Nakano after a delightful trip to the local Sukiyaki Buffet


After refusing to shake Nakano’s hand the match is underway, and Tamura  wastes no time in trying to get a single leg from a clinch, which Nakano  successfully stuffs, and tries to counter with a guillotine of his own.  Tamura quickly turns the corner and is able to both edge out of the  choke, and take Tatsuyo down at the same time, but Tatsuyo is able to  quickly get back to his feet. It’s already incredible to see the  fluidity and velocity of Tamura’s movements, and we aren’t even a min  into this fight yet. Both men are able to utilize excellent circular  movement, with Tamura having a clear speed advantage, but Nakano is  simply too strong to be pinned or threated with Tamura’s submission or  positional offense for too long.
 

Nakano is able to shrug off a sloppy armbar attempt, and secure a rear  chinlock, which forces Tamura to take his first rope escape. The match  then continues in a stalemate fashion until Tamura shot in for a  lighting quick single leg, only to get countered by a stiff knee to the  chest/midsection of Tamura, in what was a cool sequence that cost Tamura  more points via a knockdown.
 

With nothing left to lose, Tamura finally unleashes the palm strikes,  but Tatsuyo counters with some sluggish knees, and long before this  became all the rage within the BJJ instructional scene, Tamura counters a  single leg effort from Nakano with a kimura/wristlock entry. This would  have been absolutely breathtaking, but unfortunately it wound up being a  gaping hole in the credibility of the match as Tamura was a little slow  in applying it, thus giving Tamura plenty of time to fiddle with the  arm as he just let it hang out. Still. It’s amazing to see how much of  what we would think as new grappling tech can be found in the layers of  early shoot-style wrestling.
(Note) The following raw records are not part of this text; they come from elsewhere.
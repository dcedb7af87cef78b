//! # Routes
//!
//! Axum router configuration for the storefront API.

use crate::handlers;
use crate::state::AppState;
use axum::{
    routing::{get, patch, post},
    Router,
};
use tower::ServiceBuilder;
use tower_http::{
    cors::{Any, CorsLayer},
    trace::TraceLayer,
};

/// Create the main application router
///
/// Routes:
/// - Orders:
///   - POST   /api/orders - Place an order (public)
///   - GET    /api/orders - List orders (admin)
///   - DELETE /api/orders - Clear all orders (admin)
///   - PATCH  /api/orders/{id} - Update status/tracking (admin)
///   - GET    /api/track/{order_number} - Public tracking view
///
/// - PayPal:
///   - GET  /api/paypal/config
///   - POST /api/paypal/create-order
///   - POST /api/paypal/capture-order
///
/// - Payments (any provider):
///   - POST /api/payments/{provider}/intent
///   - POST /api/payments/{provider}/capture
///
/// - Settings & checkout:
///   - GET   /api/settings - Public settings (secrets removed)
///   - PATCH /api/settings - Update settings (admin)
///   - GET   /api/checkout/options - Offered providers and pricing policy
///   - POST  /api/checkout/quote - Server-side price quote
///
/// - Admin:
///   - POST /api/admin/login
///   - GET  /api/admin/session
///   - POST /api/admin/logout
///   - GET  /api/admin/secrets (admin)
pub fn create_router(state: AppState) -> Router {
    let cors = CorsLayer::new()
        .allow_origin(Any)
        .allow_methods(Any)
        .allow_headers(Any);

    let order_routes = Router::new()
        .route(
            "/orders",
            get(handlers::list_orders)
                .post(handlers::create_order)
                .delete(handlers::clear_orders),
        )
        .route("/orders/{id}", patch(handlers::update_order))
        .route("/track/{order_number}", get(handlers::track_order));

    let payment_routes = Router::new()
        .route("/paypal/config", get(handlers::paypal_config))
        .route("/paypal/create-order", post(handlers::paypal_create_order))
        .route("/paypal/capture-order", post(handlers::paypal_capture_order))
        .route("/payments/{provider}/intent", post(handlers::create_payment_intent))
        .route("/payments/{provider}/capture", post(handlers::capture_payment));

    let settings_routes = Router::new()
        .route(
            "/settings",
            get(handlers::get_settings).patch(handlers::update_settings),
        )
        .route("/checkout/options", get(handlers::checkout_options))
        .route("/checkout/quote", post(handlers::checkout_quote));

    let admin_routes = Router::new()
        .route("/login", post(handlers::admin_login))
        .route("/session", get(handlers::admin_session))
        .route("/logout", post(handlers::admin_logout))
        .route("/secrets", get(handlers::admin_secrets));

    let api_routes = Router::new()
        .merge(order_routes)
        .merge(payment_routes)
        .merge(settings_routes)
        .nest("/admin", admin_routes);

    Router::new()
        // Health check at root
        .route("/health", get(handlers::health))
        .route("/", get(handlers::health))
        .nest("/api", api_routes)
        .layer(
            ServiceBuilder::new()
                .layer(TraceLayer::new_for_http())
                .layer(cors),
        )
        .with_state(state)
}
The match continues it’s back and forth  flow with Nakano having the upper hand in most of it, until Tamura  catches a thigh kick and turns it into some kind of STF/Ankle Lock  submission victory.
 

Conclusion: A bit of a disappointment considering the blockbuster that  he had with Miyato when we last witnessed him, and possibly Tamura’s  weakest singles match so far, due to the rushed nature, and throwing all  the striking towards the end, but this shouldn’t be taken as too strong  of a criticism, as it’s still a Tamura match, and is thus worthy of our attention.
 

The perfect counter to the single-leg


Next up is newcome Gary Albright and veteran Yuko Miyato. During our  prior encounter with Albright we saw him terrorizing everyones favorite  zebra-clad warrior in Yoji Anjo, but if Anjo was the zebra, then surely  Miyato is but a lovely gazelle, frolicking in the pasture, unaware of  the impending doom to come.
 

Albright comes out to quite possibly the worst entrance music that a man  of his size could hope to, entering the ring to an instrumental that  would be well served as the theme music to a NES RPG, if that RPG  happened to have a sequence where the hero was expected to buy  margaritas at a beach resort after a hard day of adventuring.
 

The match begins, and taking one look at these two, it would be easy to  just expect Albright to toss Miyato into the rafters, and be done with  it, but surprisingly they start things off with a bit of kickboxing,  feeling each other out. The footfighting doesn’t last too long before  Albright ragdolls Miyato with a huge suplex, causing a knockdown.
 

Miyato, then wisely continues to fight from the outside, landing some  kicks to Albright’s thighs and midsection, but it doesn’t take long for  the Yeti to close the distance and slam his prey with reckless abandon.  This ends the fight, and puts the gazelle out of his misery, and this  could have just as easily been featured on National Geographic.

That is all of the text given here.